Gatovsky and other Soviet economists, such as V. Garbuzov and V. Batyrev, supported this shift, arguing that credit would drive better use of capital and enhance productivity. The reforms included extending long-term credits for capital investments, thus reducing reliance on non-repayable state funds. Interest rates were also adjusted to make loans more economically significant, with the standard rate raised to 4–4.25% for short-term and 4.5–6% for long-term loans by 1967.“Gratuitous financing – a form of financing that is scarcely connected with cost accounting – will be increasingly replaced by credit, i.e., by a form of loan to the enterprise that must be returned”.The new credit system aimed to differentiate interest rates based on the financial health and efficiency of enterprises. Well-managed enterprises received more favorable terms, while poorly run ones faced stricter conditions and punitive rates for late repayments. This approach mirrored practices in capitalist economies, where credit is used as a tool to influence economic behavior and performance, although Soviet economist claimed to be "qualitatively different". However, the practices and principles adopted during the reforms showed significant parallels, emphasizing efficiency, profitability, and the strategic use of credit as an economic lever.

== List of works ==

- “On price relationships in 1927/28 and early 1928/29” (1929)

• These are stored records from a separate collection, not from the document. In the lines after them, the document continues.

//! Validation engine
//!
//! Walks a casting result and collects every data error it finds. For each
//! node, in order:
//!
//! 1. the existence level is checked; failing it records `blank` and stops
//!    there for that node,
//! 2. an accepted null is valid and nothing more is checked,
//! 3. input that could not be cast records one `invalid` error and stops,
//! 4. every attached validator runs, each recording its own violation,
//! 5. object attributes and array elements are validated in turn.
//!
//! Errors are addressed by attribute path: `base` for the root value, the
//! property name for its attributes and dotted names below that. Array
//! elements share the path of their array.
//!
//! Copyright (c) 2025 Apidecl Team
//! Licensed under the Apache-2.0 license

pub mod error;
pub mod messages;

pub use error::{
    humanize, ErrorKind, ErrorOptions, ValidationError, ValidationErrors, Violation, BASE_ATTRIBUTE,
};
pub use messages::{DefaultMessages, MessageCatalog};

use crate::casting::CastNode;
use crate::existence::Presence;

/// Dotted path of the attribute being validated
#[derive(Debug, Clone, Default, PartialEq, Eq)]
pub struct AttributePath {
    segments: Vec<String>,
}

impl AttributePath {
    pub fn root() -> Self {
        Self::default()
    }

    pub fn child(&self, name: &str) -> Self {
        let mut segments = self.segments.clone();
        segments.push(name.to_string());
        Self { segments }
    }

    pub fn is_root(&self) -> bool {
        self.segments.is_empty()
    }
}

impl std::fmt::Display for AttributePath {
    fn fmt(&self, f: &mut std::fmt::Formatter<'_>) -> std::fmt::Result {
        if self.is_root() {
            f.write_str(BASE_ATTRIBUTE)
        } else {
            f.write_str(&self.segments.join("."))
        }
    }
}

/// Validate `node`, appending errors; true when nothing was found
pub fn validate(node: &CastNode<'_>, errors: &mut ValidationErrors) -> bool {
    validate_at(node, &AttributePath::root(), errors)
}

/// Validate `node` as if it sat at `path`
pub fn validate_at(node: &CastNode<'_>, path: &AttributePath, errors: &mut ValidationErrors) -> bool {
    let schema = node.schema();

    if !schema.existence.reach(node) {
        errors.add(ValidationError::new(path.to_string(), ErrorKind::Blank));
        return false;
    }

    if node.is_null() {
        return true;
    }

    if node.is_invalid() {
        errors.add(ValidationError::new(path.to_string(), ErrorKind::Invalid));
        return false;
    }

    let mut valid = true;
    let value = node.value();
    for validator in schema.validators.values() {
        if let Some(violation) = validator.check(value) {
            errors.add(violation.at(path.to_string()));
            valid = false;
        }
    }

    for (name, attribute) in node.attributes() {
        valid &= validate_at(attribute, &path.child(name), errors);
    }
    for element in node.elements() {
        valid &= validate_at(element, path, errors);
    }

    valid
}

impl CastNode<'_> {
    /// Run validation and return the collected errors
    pub fn errors(&self) -> ValidationErrors {
        let mut errors = ValidationErrors::new();
        validate(self, &mut errors);
        errors
    }

    pub fn is_valid(&self) -> bool {
        self.errors().is_empty()
    }
}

- "Economic victory of the Soviet Union in the Great Patriotic War" (1946)
- "Economic problems of scientific and technological progress" (1971)
- "Issues of the development of the political economy of socialism" (1979)

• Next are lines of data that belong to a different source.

//! Declaration loading
//!
//! Reads YAML or JSON declaration files into a [`Registry`]. Loading several
//! files into one registry applies them in order, so a later file can
//! reopen and extend what an earlier one declared.
//!
//! Copyright (c) 2025 Apidecl Team
//! Licensed under the Apache-2.0 license

pub mod declaration;
pub mod error;
pub mod parser;

pub use declaration::{Components, Declaration};
pub use error::{LoaderError, LoaderResult};
pub use parser::Format;

use crate::config::EngineConfig;
use crate::registry::Registry;
use std::path::Path;

/// Parse a declaration from content in `format`; `path` is used in errors
pub fn parse_declaration(content: &str, format: Format, path: &Path) -> LoaderResult<Declaration> {
    let value = parser::parse_content(content, format, path)?;
    serde_json::from_value(value).map_err(|source| LoaderError::InvalidDeclaration {
        path: path.to_path_buf(),
        source,
    })
}

/// Apply declaration content to `registry`
pub fn load_str(registry: &mut Registry, content: &str, format: Format, path: &Path) -> LoaderResult<()> {
    parse_declaration(content, format, path)?
        .apply(registry)
        .map_err(|source| LoaderError::DeclarationError {
            path: path.to_path_buf(),
            source,
        })
}

/// Apply one declaration file to `registry`
pub fn load_file(registry: &mut Registry, path: &Path) -> LoaderResult<()> {
    let format = Format::from_path(path)?;
    let content = std::fs::read_to_string(path)
        .map_err(|e| LoaderError::io_error(path.to_path_buf(), e))?;
    load_str(registry, &content, format, path)?;
    tracing::debug!(path = %path.display(), "declaration loaded");
    Ok(())
}

/// Build a registry from declaration files, applied in order
pub fn load_files<P: AsRef<Path>>(paths: &[P], config: EngineConfig) -> LoaderResult<Registry> {
    let mut registry = Registry::with_config(config);
    for path in paths {
        load_file(&mut registry, path.as_ref())?;
    }
    Ok(registry)
}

- "On the nature of Soviet trade at the present stage" (1931)
- "The transition period from capitalism to socialism" (1946)
- "Political Economy" (1954, with K.V. Ostrovityanova, and others.)

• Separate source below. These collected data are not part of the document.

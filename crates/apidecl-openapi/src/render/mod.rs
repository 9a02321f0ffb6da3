//! Document renderer
//!
//! Turns a [`Registry`] into an OpenAPI document for one version. Most of the
//! output is shared between generations; the places where 2.0, 3.0 and 3.1
//! disagree are handled where each piece is rendered:
//!
//! - nullability: a `nullable` flag up to 3.0, a `"null"` type member in 3.1
//! - exclusive bounds: boolean flags up to 3.0, the bound itself in 3.1
//! - request bodies: an `in: body` parameter in 2.0, `requestBody` in 3.x
//! - security schemes: 2.0 drops bearer, other HTTP and OpenID Connect
//!   schemes and collapses OAuth2 flows into one
//! - headers are parameter-like in 2.0; links and callbacks are 3.x only
//! - `$ref` targets live under `#/definitions` etc. in 2.0 and under
//!   `#/components` in 3.x
//!
//! Any reference that fails to resolve aborts the render.
//!
//! Copyright (c) 2025 Apidecl Team
//! Licensed under the Apache-2.0 license

mod operations;
mod parameters;
mod responses;
mod schema;
mod security;

use crate::document::Document;
use crate::error::Result;
use crate::version::{Generation, OpenApiVersion};
use apidecl_core::{ComponentKind, Registry, Server};
use indexmap::IndexSet;
use serde_json::{json, Map, Value};
use url::Url;

/// Renders one registry for one OpenAPI version
#[derive(Debug, Clone, Copy)]
pub struct Renderer<'r> {
    registry: &'r Registry,
    version: OpenApiVersion,
    generation: Generation,
}

impl<'r> Renderer<'r> {
    pub fn new(registry: &'r Registry, version: OpenApiVersion) -> Result<Self> {
        Ok(Self {
            registry,
            version,
            generation: version.generation()?,
        })
    }

    pub fn generation(&self) -> Generation {
        self.generation
    }

    fn is_v2(&self) -> bool {
        self.generation == Generation::V2
    }

    fn is_v31(&self) -> bool {
        self.generation == Generation::V31
    }

    /// `$ref` target of a named component for this generation
    fn ref_path(&self, kind: ComponentKind, name: &str) -> String {
        if self.is_v2() {
            let section = match kind {
                ComponentKind::Schema => "definitions",
                ComponentKind::SecurityScheme => "securityDefinitions",
                other => other.components_key(),
            };
            format!("#/{}/{}", section, name)
        } else {
            format!("#/components/{}/{}", kind.components_key(), name)
        }
    }

    fn reference(&self, kind: ComponentKind, name: &str) -> Value {
        json!({ "$ref": self.ref_path(kind, name) })
    }

    /// Render the whole document
    pub fn render(&self) -> Result<Document> {
        let mut document = Map::new();
        if self.is_v2() {
            document.insert("swagger".into(), json!(self.version.document_version()));
        } else {
            document.insert("openapi".into(), json!(self.version.document_version()));
        }
        document.insert("info".into(), serde_json::to_value(self.registry.info())?);

        if self.is_v2() {
            self.render_host(self.registry.servers(), &mut document);
        } else if !self.registry.servers().is_empty() {
            document.insert("servers".into(), serde_json::to_value(self.registry.servers())?);
        }

        if !self.registry.tags().is_empty() {
            document.insert("tags".into(), serde_json::to_value(self.registry.tags())?);
        }

        document.insert("paths".into(), self.render_paths()?);

        if self.is_v2() {
            self.render_v2_sections(&mut document)?;
        } else {
            let components = self.render_components()?;
            if !components.is_empty() {
                document.insert("components".into(), Value::Object(components));
            }
        }

        if !self.registry.security().is_empty() {
            let security = self.render_requirements(self.registry.security())?;
            if !security.is_empty() {
                document.insert("security".into(), Value::Array(security));
            }
        }

        let path_count = document
            .get("paths")
            .and_then(Value::as_object)
            .map_or(0, |paths| paths.len());
        tracing::info!(
            version = %self.version,
            paths = path_count,
            "document rendered"
        );
        Ok(Document::new(self.version, Value::Object(document)))
    }

    /// 2.0 describes the server as `host`, `basePath` and `schemes`
    fn render_host(&self, servers: &[Server], document: &mut Map<String, Value>) {
        let Some(first) = servers.first() else {
            return;
        };

        match Url::parse(&first.url) {
            Ok(url) => {
                if let Some(host) = url.host_str() {
                    let host = match url.port() {
                        Some(port) => format!("{}:{}", host, port),
                        None => host.to_string(),
                    };
                    document.insert("host".into(), json!(host));
                }
                let path = url.path().trim_end_matches('/');
                if !path.is_empty() {
                    document.insert("basePath".into(), json!(path));
                }
                let schemes: IndexSet<String> = servers
                    .iter()
                    .filter_map(|server| Url::parse(&server.url).ok())
                    .map(|url| url.scheme().to_string())
                    .collect();
                document.insert("schemes".into(), json!(schemes.into_iter().collect::<Vec<_>>()));
            }
            Err(_) if first.url.starts_with('/') => {
                document.insert("basePath".into(), json!(first.url.trim_end_matches('/')));
            }
            Err(error) => {
                tracing::debug!(url = %first.url, %error, "server url cannot be expressed as a 2.0 host");
            }
        }
    }

    fn render_v2_sections(&self, document: &mut Map<String, Value>) -> Result<()> {
        let definitions = self.render_schemas()?;
        if !definitions.is_empty() {
            document.insert("definitions".into(), Value::Object(definitions));
        }
        let parameters = self.render_parameter_components()?;
        if !parameters.is_empty() {
            document.insert("parameters".into(), Value::Object(parameters));
        }
        let responses = self.render_response_components()?;
        if !responses.is_empty() {
            document.insert("responses".into(), Value::Object(responses));
        }
        let schemes = self.render_security_schemes();
        if !schemes.is_empty() {
            document.insert("securityDefinitions".into(), Value::Object(schemes));
        }
        Ok(())
    }

    fn render_components(&self) -> Result<Map<String, Value>> {
        let mut components = Map::new();
        let mut section = |kind: ComponentKind, rendered: Map<String, Value>| {
            if !rendered.is_empty() {
                components.insert(kind.components_key().to_string(), Value::Object(rendered));
            }
        };

        section(ComponentKind::Schema, self.render_schemas()?);
        section(ComponentKind::Response, self.render_response_components()?);
        section(ComponentKind::Parameter, self.render_parameter_components()?);
        section(ComponentKind::Example, self.render_example_components()?);
        section(ComponentKind::RequestBody, self.render_request_body_components()?);
        section(ComponentKind::Header, self.render_header_components()?);
        section(ComponentKind::SecurityScheme, self.render_security_schemes());
        section(ComponentKind::Link, self.render_link_components()?);
        section(ComponentKind::Callback, self.render_callback_components()?);
        Ok(components)
    }
}

/// Render `registry` as an OpenAPI document of `version`
pub fn render(registry: &Registry, version: OpenApiVersion) -> Result<Document> {
    Renderer::new(registry, version)?.render()
}

/// Insert `value` under `key` unless it is `None`
fn insert_opt<T: Into<Value>>(map: &mut Map<String, Value>, key: &str, value: Option<T>) {
    if let Some(value) = value {
        map.insert(key.to_string(), value.into());
    }
}

/// Insert `true` under `key` when `flag` is set
fn insert_flag(map: &mut Map<String, Value>, key: &str, flag: bool) {
    if flag {
        map.insert(key.to_string(), Value::Bool(true));
    }
}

- "The Foundations for Constructing a Socialist Economy in the USSR" (1957, co-author and co-editor)
- "Standard Methodology for Determining the Economic Efficiency of Capital Investments" (1960, co-author and editor)
- "The Role of Profit in the Socialist Economy" (1962)
- "Unity of Plan and Cost Accounting" (1965)
- "Problems of economic stimulation and scientific and technological progress" (1967, co-author and editor)
- "The economic mechanism of connection between science and production" (1968)
- "Economic Development For Eastern Europe" (1968, collaborated with an article)
- "Economic Laws and the Construction of Communism: Essays in Political Economy" (1970)
- “Methodology for forecasting economic development of the USSR” (1971, jointly with N. P. Fedorenko and S. A. Heinman)
- "Economic problems of the scientific and technological revolution under socialism" (1975, editor)
- “The material and technical basis of communism” (vols. 1–2, 1977, jointly with E. I. Kapustin and S. A. Heinman)
- "The Efficiency of Scientific and Technological Progress: Management Issues" (1978, editor)
- “Issues of the development of the political economy of socialism” (1979)
- "Scientific and technological progress and the economics of socialism" (1979, editor)
- “Construction of the material and technical base of communism” (vols. 1–2, 1982, jointly with E. I. Kapustin and S. A. Heinman)

== Recognitions ==
Gatovsky's contributions were recognized with several awards, including the Order of the Badge of Honor in 1962 and the Red Banner of Labor in both 1963 and 1973. He received the Order of the October Revolution in 1975 and the Order of Friendship of Peoples in 1983. His military service earned him the Order of the Red Star and medals for the defense of Moscow, victory over Germany, and victory over Japan. His scientific accomplishments were honored with the gold medal from the Exhibition of Achievements of the National Economy and the Sorbonne medal, both awarded in 1971.